How to complete this task -> Beneath this task are records; count the lines among them that contain the word "revision" and answer with the number only.

+ + + + + + +

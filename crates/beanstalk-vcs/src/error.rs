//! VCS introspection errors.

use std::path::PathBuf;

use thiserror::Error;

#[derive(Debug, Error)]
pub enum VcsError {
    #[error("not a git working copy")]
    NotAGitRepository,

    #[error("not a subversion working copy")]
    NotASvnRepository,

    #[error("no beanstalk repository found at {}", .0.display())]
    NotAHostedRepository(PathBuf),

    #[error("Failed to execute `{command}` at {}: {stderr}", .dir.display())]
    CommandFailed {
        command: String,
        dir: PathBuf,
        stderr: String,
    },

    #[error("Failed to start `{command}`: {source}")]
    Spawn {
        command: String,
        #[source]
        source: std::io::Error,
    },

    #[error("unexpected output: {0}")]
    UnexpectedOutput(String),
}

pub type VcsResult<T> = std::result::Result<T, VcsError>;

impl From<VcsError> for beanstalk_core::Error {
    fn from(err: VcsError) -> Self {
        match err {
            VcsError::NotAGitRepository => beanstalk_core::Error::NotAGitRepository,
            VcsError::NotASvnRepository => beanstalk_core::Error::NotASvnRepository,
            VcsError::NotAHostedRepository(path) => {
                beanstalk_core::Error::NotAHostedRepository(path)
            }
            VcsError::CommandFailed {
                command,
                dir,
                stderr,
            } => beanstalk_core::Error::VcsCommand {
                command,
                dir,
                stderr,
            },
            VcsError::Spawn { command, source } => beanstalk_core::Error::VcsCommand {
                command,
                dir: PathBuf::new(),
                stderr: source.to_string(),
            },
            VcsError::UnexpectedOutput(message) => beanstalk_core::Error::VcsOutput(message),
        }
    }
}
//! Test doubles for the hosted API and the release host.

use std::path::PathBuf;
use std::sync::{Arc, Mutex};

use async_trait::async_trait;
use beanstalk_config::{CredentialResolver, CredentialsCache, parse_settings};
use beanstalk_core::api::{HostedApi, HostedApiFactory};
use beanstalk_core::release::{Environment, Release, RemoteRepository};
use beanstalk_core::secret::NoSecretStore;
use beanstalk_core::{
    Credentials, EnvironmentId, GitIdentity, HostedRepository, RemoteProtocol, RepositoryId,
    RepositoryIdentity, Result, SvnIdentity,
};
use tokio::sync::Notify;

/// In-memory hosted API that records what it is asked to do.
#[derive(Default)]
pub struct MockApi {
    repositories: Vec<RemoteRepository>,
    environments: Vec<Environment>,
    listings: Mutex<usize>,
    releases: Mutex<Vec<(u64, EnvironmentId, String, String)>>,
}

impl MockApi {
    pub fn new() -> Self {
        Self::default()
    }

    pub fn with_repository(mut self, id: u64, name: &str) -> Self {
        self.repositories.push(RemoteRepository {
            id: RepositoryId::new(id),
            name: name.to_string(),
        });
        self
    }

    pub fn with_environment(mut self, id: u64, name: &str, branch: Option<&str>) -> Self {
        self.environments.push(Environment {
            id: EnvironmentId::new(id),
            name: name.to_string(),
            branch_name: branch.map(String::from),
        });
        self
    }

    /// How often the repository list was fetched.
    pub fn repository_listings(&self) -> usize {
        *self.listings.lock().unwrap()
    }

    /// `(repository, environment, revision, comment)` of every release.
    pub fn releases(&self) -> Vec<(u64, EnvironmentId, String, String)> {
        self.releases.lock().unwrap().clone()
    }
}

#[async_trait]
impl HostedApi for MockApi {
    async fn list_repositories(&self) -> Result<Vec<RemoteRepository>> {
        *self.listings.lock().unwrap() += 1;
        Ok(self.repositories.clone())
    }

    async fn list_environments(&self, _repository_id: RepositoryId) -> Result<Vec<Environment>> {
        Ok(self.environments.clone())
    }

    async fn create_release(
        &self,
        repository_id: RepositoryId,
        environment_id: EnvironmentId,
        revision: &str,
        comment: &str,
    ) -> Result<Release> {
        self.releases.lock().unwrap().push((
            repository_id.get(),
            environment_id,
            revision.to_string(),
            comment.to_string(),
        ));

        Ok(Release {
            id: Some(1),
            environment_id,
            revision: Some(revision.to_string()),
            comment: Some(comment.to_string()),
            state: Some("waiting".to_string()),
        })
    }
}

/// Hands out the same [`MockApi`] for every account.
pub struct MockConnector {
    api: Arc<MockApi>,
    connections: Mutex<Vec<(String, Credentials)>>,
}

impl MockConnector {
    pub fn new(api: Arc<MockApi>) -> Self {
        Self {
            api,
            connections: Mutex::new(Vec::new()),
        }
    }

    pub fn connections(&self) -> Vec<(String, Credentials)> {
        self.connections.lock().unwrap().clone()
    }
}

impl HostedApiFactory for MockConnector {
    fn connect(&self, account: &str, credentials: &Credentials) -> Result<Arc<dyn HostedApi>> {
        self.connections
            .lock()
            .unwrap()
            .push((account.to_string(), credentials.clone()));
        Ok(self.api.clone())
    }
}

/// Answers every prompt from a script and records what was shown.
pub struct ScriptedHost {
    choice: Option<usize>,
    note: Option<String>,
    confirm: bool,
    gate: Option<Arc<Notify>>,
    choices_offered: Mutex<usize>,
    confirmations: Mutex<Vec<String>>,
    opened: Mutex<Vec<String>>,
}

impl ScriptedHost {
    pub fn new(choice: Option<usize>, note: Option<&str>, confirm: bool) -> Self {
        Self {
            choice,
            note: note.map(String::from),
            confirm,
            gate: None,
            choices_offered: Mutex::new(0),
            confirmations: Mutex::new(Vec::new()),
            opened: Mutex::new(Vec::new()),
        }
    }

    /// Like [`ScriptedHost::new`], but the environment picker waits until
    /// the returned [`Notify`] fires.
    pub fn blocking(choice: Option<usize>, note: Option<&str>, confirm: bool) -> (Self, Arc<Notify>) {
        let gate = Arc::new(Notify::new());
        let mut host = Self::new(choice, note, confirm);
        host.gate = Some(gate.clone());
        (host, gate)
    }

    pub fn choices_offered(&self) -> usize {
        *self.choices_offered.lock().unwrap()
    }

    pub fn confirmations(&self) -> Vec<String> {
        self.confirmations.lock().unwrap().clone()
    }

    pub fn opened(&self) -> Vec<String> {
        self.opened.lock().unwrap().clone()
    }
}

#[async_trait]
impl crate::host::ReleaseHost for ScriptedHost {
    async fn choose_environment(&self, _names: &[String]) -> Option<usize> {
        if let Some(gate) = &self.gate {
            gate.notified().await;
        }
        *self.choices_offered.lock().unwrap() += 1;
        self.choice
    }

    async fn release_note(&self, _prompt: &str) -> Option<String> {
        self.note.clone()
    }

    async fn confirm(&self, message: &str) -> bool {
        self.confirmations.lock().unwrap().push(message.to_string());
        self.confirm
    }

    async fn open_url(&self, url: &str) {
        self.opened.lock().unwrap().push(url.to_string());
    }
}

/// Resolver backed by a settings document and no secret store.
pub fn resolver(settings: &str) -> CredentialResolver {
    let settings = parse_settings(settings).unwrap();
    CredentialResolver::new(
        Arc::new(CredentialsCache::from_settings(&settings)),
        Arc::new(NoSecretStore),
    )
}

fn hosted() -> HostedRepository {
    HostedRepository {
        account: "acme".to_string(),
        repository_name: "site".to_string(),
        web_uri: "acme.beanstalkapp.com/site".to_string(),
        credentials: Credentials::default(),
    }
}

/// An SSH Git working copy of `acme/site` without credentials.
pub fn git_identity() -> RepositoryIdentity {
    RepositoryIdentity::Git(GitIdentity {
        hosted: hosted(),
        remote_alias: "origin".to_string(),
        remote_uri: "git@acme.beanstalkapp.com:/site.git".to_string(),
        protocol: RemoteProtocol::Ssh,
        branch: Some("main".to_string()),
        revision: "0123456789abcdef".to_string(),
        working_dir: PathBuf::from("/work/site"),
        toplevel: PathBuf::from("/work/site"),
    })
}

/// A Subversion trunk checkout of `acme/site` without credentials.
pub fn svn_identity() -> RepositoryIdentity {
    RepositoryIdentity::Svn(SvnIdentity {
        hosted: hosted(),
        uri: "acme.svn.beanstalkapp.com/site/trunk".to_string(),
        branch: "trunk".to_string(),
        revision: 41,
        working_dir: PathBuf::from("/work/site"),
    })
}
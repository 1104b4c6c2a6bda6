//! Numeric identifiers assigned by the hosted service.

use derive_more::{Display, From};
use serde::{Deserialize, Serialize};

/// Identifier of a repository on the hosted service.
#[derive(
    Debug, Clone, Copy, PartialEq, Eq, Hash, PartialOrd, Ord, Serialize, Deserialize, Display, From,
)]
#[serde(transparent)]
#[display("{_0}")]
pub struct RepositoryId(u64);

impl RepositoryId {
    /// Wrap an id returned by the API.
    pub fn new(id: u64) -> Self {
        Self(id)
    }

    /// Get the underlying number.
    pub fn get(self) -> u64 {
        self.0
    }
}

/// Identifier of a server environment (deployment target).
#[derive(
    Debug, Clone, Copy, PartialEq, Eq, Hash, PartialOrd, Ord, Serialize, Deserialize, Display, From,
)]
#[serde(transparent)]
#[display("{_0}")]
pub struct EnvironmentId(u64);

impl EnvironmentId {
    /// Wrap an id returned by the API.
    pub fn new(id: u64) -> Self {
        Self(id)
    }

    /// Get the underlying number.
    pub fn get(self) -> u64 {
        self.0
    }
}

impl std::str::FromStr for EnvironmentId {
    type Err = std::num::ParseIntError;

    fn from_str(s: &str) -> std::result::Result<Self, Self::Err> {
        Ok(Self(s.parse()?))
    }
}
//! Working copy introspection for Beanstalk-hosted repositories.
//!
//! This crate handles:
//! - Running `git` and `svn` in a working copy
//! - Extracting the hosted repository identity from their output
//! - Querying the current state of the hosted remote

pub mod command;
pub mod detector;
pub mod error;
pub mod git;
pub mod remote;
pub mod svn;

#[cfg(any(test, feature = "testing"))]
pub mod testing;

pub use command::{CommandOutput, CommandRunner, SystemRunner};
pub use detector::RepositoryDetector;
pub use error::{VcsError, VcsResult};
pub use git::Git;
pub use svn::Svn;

+ + + + + + +

The answer -> 6